I am thinking of making a very bright flashlight! I have decided on using the Cree XHP-70D LED chip.
I thought this would be fairly simple, but it is turning out to be more complicated than I thought (naturally; isn't everything?).
I am trying to figure out the resistor value I would need. I am planning on using a 14.8V 1600mAh 4S 75C drone battery as the power source. I know that a fully charged 4S battery reads 16.8V though.
So... I tried using this calculator, but I am getting confused.
Here is what I put in to the calculator:
I see lots of schematics, found from using words in an internet search thingy, where the LED is driven by different value resistors to produce differing brightness levels.
Don't bother, you can't control an LED of that power with a constant voltage supply and a resistor. As you will have noticed the resistor values come out stupidly small.
You need to build or buy a constant current supply, because the characteristics of the LED changes over time, age and temperature, and a constant current drive adjusts the supplied voltage so that there is alway a fixed current going through the LED.

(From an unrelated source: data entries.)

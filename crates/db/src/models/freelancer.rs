//! Freelancer entity model and DTOs.

use gigboard_core::types::{DbId, Timestamp};
use serde::{Deserialize, Serialize};
use sqlx::FromRow;

/// A freelancer row from the `freelancers` table.
#[derive(Debug, Clone, FromRow, Serialize)]
pub struct Freelancer {
    pub id: DbId,
    pub name: String,
    pub email: Option<String>,
    pub specialty: Option<String>,
    pub created_at: Timestamp,
    pub updated_at: Timestamp,
}

/// DTO for inserting a freelancer (seeding and tests).
#[derive(Debug, Clone, Deserialize)]
pub struct CreateFreelancer {
    pub name: String,
    pub email: Option<String>,
    pub specialty: Option<String>,
}
//! Coercion of raw request fields into typed values.
//!
//! Request bodies arrive either form-encoded (every value is a string) or
//! as a JSON object (values may already be numbers). Both are normalised
//! into a [`FieldMap`] and read through the helpers below, which accept
//! either representation and produce one human-readable message per
//! offending field.

use serde_json::Value;

use crate::error::CoreError;
use crate::types::DbId;

/// Raw key/value body of a create or update request.
pub type FieldMap = serde_json::Map<String, Value>;

/// Accumulates per-field messages so a request reports every problem at once.
#[derive(Debug, Default)]
pub struct FieldErrors {
    messages: Vec<String>,
}

impl FieldErrors {
    pub fn new() -> Self {
        Self::default()
    }

    pub fn push(&mut self, message: impl Into<String>) {
        self.messages.push(message.into());
    }

    /// Record the error side of `result` and return the success side, if any.
    pub fn capture<T>(&mut self, result: Result<T, String>) -> Option<T> {
        match result {
            Ok(value) => Some(value),
            Err(message) => {
                self.messages.push(message);
                None
            }
        }
    }

    pub fn is_empty(&self) -> bool {
        self.messages.is_empty()
    }

    /// `Ok(())` when nothing was recorded, otherwise a [`CoreError::Validation`].
    pub fn into_result(self) -> Result<(), CoreError> {
        if self.messages.is_empty() {
            Ok(())
        } else {
            Err(CoreError::Validation(self.messages))
        }
    }
}

/// Return one `unknown field` message per key not present in `allowed`.
pub fn unknown_fields(fields: &FieldMap, allowed: &[&str]) -> Vec<String> {
    fields
        .keys()
        .filter(|key| !allowed.contains(&key.as_str()))
        .map(|key| format!("unknown field: {key}"))
        .collect()
}

/// Read an optional text field.
pub fn text_field(fields: &FieldMap, name: &str) -> Result<Option<String>, String> {
    match fields.get(name) {
        None => Ok(None),
        Some(Value::String(s)) => Ok(Some(s.clone())),
        Some(Value::Null) => Err(format!("{name} must not be null")),
        Some(_) => Err(format!("{name} must be a string")),
    }
}

/// Read an optional numeric field. Numeric strings are accepted.
///
/// Non-finite values (`NaN`, `inf`) are rejected.
pub fn number_field(fields: &FieldMap, name: &str) -> Result<Option<f64>, String> {
    let parsed = match fields.get(name) {
        None => return Ok(None),
        Some(Value::Number(n)) => n.as_f64(),
        Some(Value::String(s)) => s.trim().parse::<f64>().ok(),
        Some(_) => None,
    };
    match parsed {
        Some(value) if value.is_finite() => Ok(Some(value)),
        _ => Err(format!("{name} must be a number")),
    }
}

/// Read an optional id field. Must be a positive integer; integer strings are accepted.
pub fn id_field(fields: &FieldMap, name: &str) -> Result<Option<DbId>, String> {
    let parsed = match fields.get(name) {
        None => return Ok(None),
        Some(Value::Number(n)) => n.as_i64(),
        Some(Value::String(s)) => s.trim().parse::<DbId>().ok(),
        Some(_) => None,
    };
    match parsed {
        Some(id) if id > 0 => Ok(Some(id)),
        _ => Err(format!("{name} must be a positive integer")),
    }
}

/// Turn an optional value into a required one.
pub fn required<T>(value: Result<Option<T>, String>, name: &str) -> Result<T, String> {
    value?.ok_or_else(|| format!("missing required field: {name}"))
}
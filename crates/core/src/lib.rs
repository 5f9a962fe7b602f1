//! Domain logic shared by the database and HTTP layers.
//!
//! Nothing in this crate performs I/O: it holds the error taxonomy, the
//! primitive id/timestamp types, and the pure validation rules applied to
//! request fields before they reach the store.

pub mod error;
pub mod fields;
pub mod project;
pub mod types;
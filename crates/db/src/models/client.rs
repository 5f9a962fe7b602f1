//! Client entity model and DTOs.

use gigboard_core::types::{DbId, Timestamp};
use serde::{Deserialize, Serialize};
use sqlx::FromRow;

/// A client row from the `clients` table.
#[derive(Debug, Clone, FromRow, Serialize)]
pub struct Client {
    pub id: DbId,
    pub name: String,
    pub email: Option<String>,
    pub company: Option<String>,
    pub created_at: Timestamp,
    pub updated_at: Timestamp,
}

/// DTO for inserting a client (seeding and tests).
#[derive(Debug, Clone, Deserialize)]
pub struct CreateClient {
    pub name: String,
    pub email: Option<String>,
    pub company: Option<String>,
}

Ah, that makes sense! I thought I couldn't just make a 12V constant voltage supply, hence why I posted on here to begin with actually. Or else I would have just hooked up a 12V regulator and called it good.
How would I make a constant current supply?
Edit:
It looks like I could maybe find a LED driver IC that regulates the current and voltage for me!
No... LEDs are normally current controlled and then the voltage "falls into place".
High-power LEDs are not as easy as they may seem...
Look for a "constant current LED driver board". It's not an easy thing to build yourself. They are "switch mode" so they don't heat-up (very much) and they don't waste (very much) power.
The problem with a resistor is that it dissipates power (Wattage = Voltage X Current) so you need a high power resistor which generates heat and wastes power. (That's the voltage dropped across the resistor and the current through it.)
The same thing happens if you use a regular linear regulator and/or MOSFET. The regulator and/or MOSFET will generate heat, and may burn-up. A MOSFET's maximum current rating assumes it's turned fully-on with almost no voltage dropped across it. The current rating for voltage regulators is also tricky... It depends on the voltage dropped across it, and the heatsinking.
A resistor on the MOSFET gate doesn't do what you think...
Correct! An LED runs cooler than a regular incandescent bulb, but internally the LED chip can't handle anything close to the temperature of a tungsten filiment.
I think I am going to use the LED2001 IC for the LED driver. I need some help though with selecting the correct components!
I have selected the correct resistor value for 2.4A (2.32A is the closest I could get) and this comes out to be RS = 0.43Ω. I'm not sure how to calculate for the inductor or capacitors though . The data sheet seems a little convoluted to me .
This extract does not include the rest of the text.